• _Problem requirements_
Filter the entries that follow, copying every line in which the word "moves" appears.
Data supplied section start
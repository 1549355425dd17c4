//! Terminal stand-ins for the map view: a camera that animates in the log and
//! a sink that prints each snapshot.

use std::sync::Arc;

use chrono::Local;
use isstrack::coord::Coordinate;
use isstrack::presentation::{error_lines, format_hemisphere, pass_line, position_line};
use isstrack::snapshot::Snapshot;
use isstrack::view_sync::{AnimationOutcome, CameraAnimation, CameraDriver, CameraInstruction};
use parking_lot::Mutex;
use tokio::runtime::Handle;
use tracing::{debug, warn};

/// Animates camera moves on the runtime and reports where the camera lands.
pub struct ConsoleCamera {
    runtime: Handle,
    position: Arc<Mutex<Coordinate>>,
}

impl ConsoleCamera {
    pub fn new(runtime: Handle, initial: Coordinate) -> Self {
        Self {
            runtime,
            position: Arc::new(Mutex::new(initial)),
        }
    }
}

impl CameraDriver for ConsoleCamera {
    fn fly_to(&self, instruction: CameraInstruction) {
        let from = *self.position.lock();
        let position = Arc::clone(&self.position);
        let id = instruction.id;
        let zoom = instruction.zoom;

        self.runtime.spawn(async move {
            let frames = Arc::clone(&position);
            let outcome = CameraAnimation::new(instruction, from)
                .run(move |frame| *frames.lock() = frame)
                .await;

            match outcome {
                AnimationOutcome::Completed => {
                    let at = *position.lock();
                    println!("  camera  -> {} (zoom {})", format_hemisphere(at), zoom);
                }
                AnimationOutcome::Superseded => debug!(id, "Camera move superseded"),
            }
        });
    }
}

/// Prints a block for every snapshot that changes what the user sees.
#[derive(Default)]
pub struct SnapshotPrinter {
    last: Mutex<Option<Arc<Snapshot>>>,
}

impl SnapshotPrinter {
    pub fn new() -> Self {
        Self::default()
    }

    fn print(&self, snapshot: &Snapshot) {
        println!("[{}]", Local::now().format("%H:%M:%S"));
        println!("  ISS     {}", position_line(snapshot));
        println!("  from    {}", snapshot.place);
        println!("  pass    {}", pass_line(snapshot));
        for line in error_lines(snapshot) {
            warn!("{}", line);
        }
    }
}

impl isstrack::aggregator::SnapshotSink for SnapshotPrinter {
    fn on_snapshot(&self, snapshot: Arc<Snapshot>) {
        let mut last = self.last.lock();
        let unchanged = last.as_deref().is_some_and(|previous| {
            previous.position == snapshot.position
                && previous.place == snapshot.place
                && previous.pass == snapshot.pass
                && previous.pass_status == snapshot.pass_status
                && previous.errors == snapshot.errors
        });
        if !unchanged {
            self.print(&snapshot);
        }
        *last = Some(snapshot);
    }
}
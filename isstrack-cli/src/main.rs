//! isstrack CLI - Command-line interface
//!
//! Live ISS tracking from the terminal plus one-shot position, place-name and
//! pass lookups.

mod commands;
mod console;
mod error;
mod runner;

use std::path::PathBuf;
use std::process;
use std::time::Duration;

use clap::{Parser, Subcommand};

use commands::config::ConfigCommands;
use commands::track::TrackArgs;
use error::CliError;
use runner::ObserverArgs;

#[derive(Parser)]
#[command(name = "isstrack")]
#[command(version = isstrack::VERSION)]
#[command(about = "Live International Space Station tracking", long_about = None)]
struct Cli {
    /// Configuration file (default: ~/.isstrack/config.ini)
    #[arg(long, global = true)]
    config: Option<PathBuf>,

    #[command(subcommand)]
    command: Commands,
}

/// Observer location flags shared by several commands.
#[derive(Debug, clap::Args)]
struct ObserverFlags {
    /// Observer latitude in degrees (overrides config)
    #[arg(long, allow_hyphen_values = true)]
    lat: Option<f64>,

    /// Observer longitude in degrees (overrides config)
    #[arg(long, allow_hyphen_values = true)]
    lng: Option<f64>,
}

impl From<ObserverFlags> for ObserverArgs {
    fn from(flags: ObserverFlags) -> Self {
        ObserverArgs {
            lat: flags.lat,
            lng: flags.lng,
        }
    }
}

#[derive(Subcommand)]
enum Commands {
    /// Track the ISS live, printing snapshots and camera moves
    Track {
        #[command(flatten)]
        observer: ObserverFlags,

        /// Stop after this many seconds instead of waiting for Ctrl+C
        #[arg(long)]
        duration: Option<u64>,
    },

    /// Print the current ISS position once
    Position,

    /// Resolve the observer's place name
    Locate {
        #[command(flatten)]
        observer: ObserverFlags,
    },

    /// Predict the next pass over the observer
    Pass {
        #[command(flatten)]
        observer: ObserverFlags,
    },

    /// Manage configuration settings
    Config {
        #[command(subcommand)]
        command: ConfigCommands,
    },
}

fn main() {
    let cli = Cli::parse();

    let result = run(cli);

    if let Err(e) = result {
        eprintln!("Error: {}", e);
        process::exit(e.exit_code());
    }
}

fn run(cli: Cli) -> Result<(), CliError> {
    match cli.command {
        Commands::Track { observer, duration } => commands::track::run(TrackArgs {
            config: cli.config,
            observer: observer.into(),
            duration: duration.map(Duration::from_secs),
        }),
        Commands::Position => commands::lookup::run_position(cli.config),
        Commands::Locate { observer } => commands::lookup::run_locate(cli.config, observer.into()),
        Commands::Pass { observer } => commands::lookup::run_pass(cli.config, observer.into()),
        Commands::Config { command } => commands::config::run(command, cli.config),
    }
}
Data supplied section end
Data supplied section start
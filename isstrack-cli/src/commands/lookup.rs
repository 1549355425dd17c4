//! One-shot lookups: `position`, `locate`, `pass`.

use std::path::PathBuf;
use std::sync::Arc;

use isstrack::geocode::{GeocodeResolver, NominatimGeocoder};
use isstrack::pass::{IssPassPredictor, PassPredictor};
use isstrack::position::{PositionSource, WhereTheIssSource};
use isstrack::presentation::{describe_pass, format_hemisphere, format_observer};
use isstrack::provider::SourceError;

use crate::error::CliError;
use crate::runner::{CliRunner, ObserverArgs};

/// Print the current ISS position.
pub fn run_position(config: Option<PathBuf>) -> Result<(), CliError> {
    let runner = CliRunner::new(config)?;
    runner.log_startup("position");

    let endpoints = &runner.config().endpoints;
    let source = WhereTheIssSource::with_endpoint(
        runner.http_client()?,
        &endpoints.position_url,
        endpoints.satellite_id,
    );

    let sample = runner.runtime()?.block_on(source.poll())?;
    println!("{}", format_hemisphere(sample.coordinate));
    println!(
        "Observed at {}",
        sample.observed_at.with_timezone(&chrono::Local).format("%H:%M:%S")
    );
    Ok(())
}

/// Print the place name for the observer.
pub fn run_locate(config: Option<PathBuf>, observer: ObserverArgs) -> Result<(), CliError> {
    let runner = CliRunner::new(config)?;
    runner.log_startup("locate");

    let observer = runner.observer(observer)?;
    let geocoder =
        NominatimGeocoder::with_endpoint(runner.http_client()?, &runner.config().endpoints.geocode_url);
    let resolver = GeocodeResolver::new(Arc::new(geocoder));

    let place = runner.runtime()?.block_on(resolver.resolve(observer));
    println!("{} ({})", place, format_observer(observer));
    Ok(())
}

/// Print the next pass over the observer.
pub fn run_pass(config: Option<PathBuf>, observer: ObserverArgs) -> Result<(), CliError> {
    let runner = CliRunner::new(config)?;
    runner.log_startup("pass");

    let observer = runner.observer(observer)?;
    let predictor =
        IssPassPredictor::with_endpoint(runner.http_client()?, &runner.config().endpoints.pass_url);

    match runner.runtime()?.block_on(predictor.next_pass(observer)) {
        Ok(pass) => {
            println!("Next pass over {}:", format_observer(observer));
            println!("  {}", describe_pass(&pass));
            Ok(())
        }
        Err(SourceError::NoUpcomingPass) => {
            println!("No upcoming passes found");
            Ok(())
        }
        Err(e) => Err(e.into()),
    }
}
Data supplied section end
• _Solution_
/// Animates camera moves on the runtime and reports where the camera lands.
    /// Track the ISS live, printing snapshots and camera moves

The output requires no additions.